//! Numeric terms (integer, float, and the omics intensities) and dates.
//!
//! The only kinds that reach the vocabulary: default bins when the term
//! carries none, the median for `preferredBins: "median"`, and default
//! spline knots.

use termwrap_binning::median_bins;
use termwrap_core::constants::{DEFAULT_BIN_PRESET, MEDIAN_BIN_PRESET};
use termwrap_core::errors::{ResolveError, ResolveResult};
use termwrap_core::models::{
    GradeOptions, Knot, Mode, RawTermWrapper, Shape, TermKind, TermWrapper,
};
use termwrap_core::traits::Vocabulary;
use tracing::{debug, info};

use super::{complete, KindContext, ShapeStage};
use crate::shapes;

const DATE_CANDIDATES: [Shape; 3] = [Shape::RegularBin, Shape::CustomBin, Shape::Continuous];

fn modes(shape: Shape) -> &'static [Mode] {
    match shape {
        Shape::RegularBin | Shape::CustomBin => &[Mode::Discrete, Mode::Binary],
        Shape::Continuous => &[Mode::Continuous],
        Shape::Spline => &[Mode::Spline],
        _ => &[],
    }
}

fn candidates(kind: TermKind) -> &'static [Shape] {
    match kind {
        TermKind::Date => &DATE_CANDIDATES,
        _ => &Shape::NUMERIC,
    }
}

/// A query that names no bins yet, in a mode bins serve, with either no
/// shape or regular bins.
fn wants_bins(raw: &RawTermWrapper) -> bool {
    let q = &raw.q;
    matches!(q.query_type, None | Some(Shape::RegularBin))
        && matches!(q.mode, None | Some(Mode::Discrete | Mode::Binary))
        && !q.has("bin_size")
        && !q.has("lst")
}

fn preferred_bins(raw: &RawTermWrapper) -> String {
    raw.q
        .get("preferredBins")
        .and_then(|v| v.as_str())
        .unwrap_or(DEFAULT_BIN_PRESET)
        .to_string()
}

/// Seed an unspecified query from the preferred bin preset; keys the raw
/// query already sets are kept.
async fn seed_bins<V: Vocabulary>(
    raw: &mut RawTermWrapper,
    ctx: &KindContext<'_, V>,
) -> ResolveResult<()> {
    if !wants_bins(raw) {
        return Ok(());
    }
    let mut preferred = preferred_bins(raw);
    if preferred == MEDIAN_BIN_PRESET && raw.q.query_type.is_some() {
        preferred = DEFAULT_BIN_PRESET.to_string();
    }
    if preferred == MEDIAN_BIN_PRESET {
        let percentile = ctx.config.resolve.effective_median_percentile();
        info!(term = %raw.term.id, percentile, "fetching median for median bins");
        let fetched = ctx
            .vocab
            .get_percentile(&raw.term.id, &[percentile])
            .await?;
        let median = fetched.values.first().copied().ok_or_else(|| {
            ResolveError::remote_fetch(
                "get_percentile",
                format!("no median returned for term {}", raw.term.id),
            )
        })?;
        raw.q.query_type = Some(Shape::CustomBin);
        raw.q
            .fields
            .insert("lst".to_string(), serde_json::to_value(median_bins(median))?);
        return Ok(());
    }
    let Some(bins) = raw.term.bins.as_ref() else {
        return Ok(());
    };
    let preset = bins.preset(&preferred).ok_or_else(|| {
        ResolveError::schema(format!(
            "term {} has no '{preferred}' bin preset",
            raw.term.id
        ))
    })?;
    raw.q.merge_defaults(preset)?;
    debug!(term = %raw.term.id, preset = %preferred, "seeded query from bin preset");
    Ok(())
}

/// Knots at the configured percentiles of the term's values.
async fn default_knots<V: Vocabulary>(
    raw: &mut RawTermWrapper,
    ctx: &KindContext<'_, V>,
) -> ResolveResult<()> {
    let percentiles = ctx.config.resolve.effective_spline_knot_percentiles();
    info!(term = %raw.term.id, ?percentiles, "fetching default spline knots");
    let fetched = ctx
        .vocab
        .get_percentile(&raw.term.id, &percentiles)
        .await?;
    if fetched.values.len() != percentiles.len() {
        return Err(ResolveError::remote_fetch(
            "get_percentile",
            format!(
                "expected {} percentile values for term {}, got {}",
                percentiles.len(),
                raw.term.id,
                fetched.values.len()
            ),
        ));
    }
    let knots: Vec<Knot> = fetched.values.into_iter().map(|value| Knot { value }).collect();
    raw.q.fields.insert("knots".to_string(), serde_json::to_value(knots)?);
    Ok(())
}

pub async fn resolve<V: Vocabulary>(
    mut raw: RawTermWrapper,
    ctx: &KindContext<'_, V>,
) -> ResolveResult<TermWrapper> {
    let kind = raw.term.kind();
    let candidates = candidates(kind);

    seed_bins(&mut raw, ctx).await?;
    if raw.term.bins.is_none() && wants_bins(&raw) {
        info!(term = %raw.term.id, "term.bins absent; requesting default bins");
        ctx.vocab.set_term_bins(&mut raw).await?;
        if raw.term.bins.is_none() {
            return Err(ResolveError::remote_fetch(
                "set_term_bins",
                format!("vocabulary supplied no bins for term {}", raw.term.id),
            ));
        }
        seed_bins(&mut raw, ctx).await?;
    }

    let shape = shapes::classify(candidates, &raw.term, &raw.q);
    if shape == Some(Shape::Spline) && !raw.q.has("knots") {
        default_knots(&mut raw, ctx).await?;
    }

    complete(
        raw,
        ShapeStage {
            candidates,
            modes,
            grade: GradeOptions::default(),
        },
        ctx,
    )
}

■ **REQUIRED ACTION**
Go through the material above line by line and tally each one holding "Continuous"; give the tally and nothing else.

■ **EXERCISE ANSWER**
2